Surely we should have been notified of the upstream failure? Why did the stakeholder find out before us? Why did the models materialise even though the upstream task failed — did we not check for incompleteness in the data first? Why did we refresh the dashboard?
The answer is often because orchestration and pipeline visibility is lacking. Without a system that can govern processes end to end as data is moving , we cannot possibly hope to catch these errors in real-time.
Furthermore, such a system would ideally have alerted affected stakeholders (and us), to let them know errors had been identified and we (the friendly, neighbourhood data team) were trying to fix it.
So let’s suppose we have a sophisticated orchestration platform that can handle alerts like this, that also performs very basic data quality tests. Do we really need column-level lineage to identify the failure in real time? The answer is no, of course we don’t.
Conclusion
Column-level lineage has rapidly gained popularity over the last couple of years, giving rise to lots of new companies, new features, and new interpretations.

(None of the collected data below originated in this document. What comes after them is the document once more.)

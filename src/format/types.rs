//! Record and formatting context types

use crate::request::DEFAULT_BASE_URL;
use crate::types::{EntityKind, ImageSize, JsonObject, JsonValue};
use serde::ser::{Serialize, Serializer};

/// Options applied while formatting records
#[derive(Debug, Clone)]
pub struct FormatContext {
    /// Rendition appended to image URLs; `None` keeps them as served
    pub image_size: Option<ImageSize>,
    /// Host used for derived store URLs and relative links
    pub base_url: String,
}

impl Default for FormatContext {
    fn default() -> Self {
        Self {
            image_size: None,
            base_url: DEFAULT_BASE_URL.to_string(),
        }
    }
}

impl FormatContext {
    /// Context with a specific image size
    #[must_use]
    pub fn with_image_size(mut self, size: Option<ImageSize>) -> Self {
        self.image_size = size;
        self
    }
}

/// One canonical entity: every schema field of its kind, in schema order
#[derive(Debug, Clone, PartialEq)]
pub struct Record {
    kind: EntityKind,
    fields: JsonObject,
}

impl Record {
    pub(crate) fn new(kind: EntityKind, fields: JsonObject) -> Self {
        Self { kind, fields }
    }

    pub fn kind(&self) -> EntityKind {
        self.kind
    }

    /// Value of one field; `None` only for names outside the schema
    pub fn get(&self, field: &str) -> Option<&JsonValue> {
        self.fields.get(field)
    }

    /// String value of a field
    pub fn get_str(&self, field: &str) -> Option<&str> {
        self.get(field).and_then(JsonValue::as_str)
    }

    /// Subset of fields in the requested order; unknown names map to null
    pub fn project<S: AsRef<str>>(&self, fields: &[S]) -> JsonObject {
        fields
            .iter()
            .map(|name| {
                let name = name.as_ref();
                let value = self.fields.get(name).cloned().unwrap_or(JsonValue::Null);
                (name.to_string(), value)
            })
            .collect()
    }

    pub fn field_names(&self) -> impl Iterator<Item = &str> {
        self.fields.keys().map(String::as_str)
    }

    pub fn fields(&self) -> &JsonObject {
        &self.fields
    }

    pub fn into_fields(self) -> JsonObject {
        self.fields
    }

    pub fn into_value(self) -> JsonValue {
        JsonValue::Object(self.fields)
    }
}

impl Serialize for Record {
    fn serialize<S: Serializer>(&self, serializer: S) -> std::result::Result<S::Ok, S::Error> {
        self.fields.serialize(serializer)
    }
}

As Data Engineers, it is generally indispensable for assessing the blast radius of pull requests and changes to codebases. When refactoring and evaluating system design, it is a helpful tool for understanding what depends on what.
However, the main problems and the way these are solved typically rely on other architectural or design elements like ensuring robust orchestration and data pipeline visibility. They may also rely on table level-lineage or column-type lineage in CI/CD / free tools.
One point deliberately left out of this discussion are scenarios where companies require granular tracing and audit capabilities as a matter of course, where industries are heavily regulated like Financial or Healthcare Services.
There is one particular regulation in Banking, BCBS239 that is often used as the justification for heavy-duty lineage tools like IBM’s. One important Principle is:
Principle 2 Data architecture and IT infrastructure — A bank should design, build and maintain data architecture and IT infrastructure which fully supports its risk data aggregation capabilities and risk reporting practices not only in normal times but also during times of stress or crisis, while still meeting the other Principles.
There is nothing actually in the regs that specifically mentions column-level lineage, but it’s accepted as necessary for ensuring reliable, accurate and timely risk reporting. These principles can be applied to any area where there is some highly critical use-case for data and reporting. If banks fail to handle risk, there can be disastrous economic consequences.
If you fail the handle [X] data, what are the disastrous consequences you face?
A hard truth is that for many BI use-cases, there aren’t any. As I write here and in the “gold-rush paradox”, there is a chicken and egg problem. Perhaps there aren’t any critical use-cases because your data isn’t reliable enough.
We need to hold ourselves to higher standards to encourage people to make critical decisions using data — perhaps that does mean leveraging column-level lineage in a stakeholder-facing way. It certainly involves being the “bigger person” and saying “I don’t care if you don’t see the value in data today. We’re going to make it super reliable, super available and easy to understand, then if you still don’t want to make use of it, we’ll try something else”.
That may involve standalone column-level lineage tools, but the lower-hanging fruit will always be orchestration, pipeline visibility, and adherence to other best practices like strong CI/CD checks and rigorous data modelling.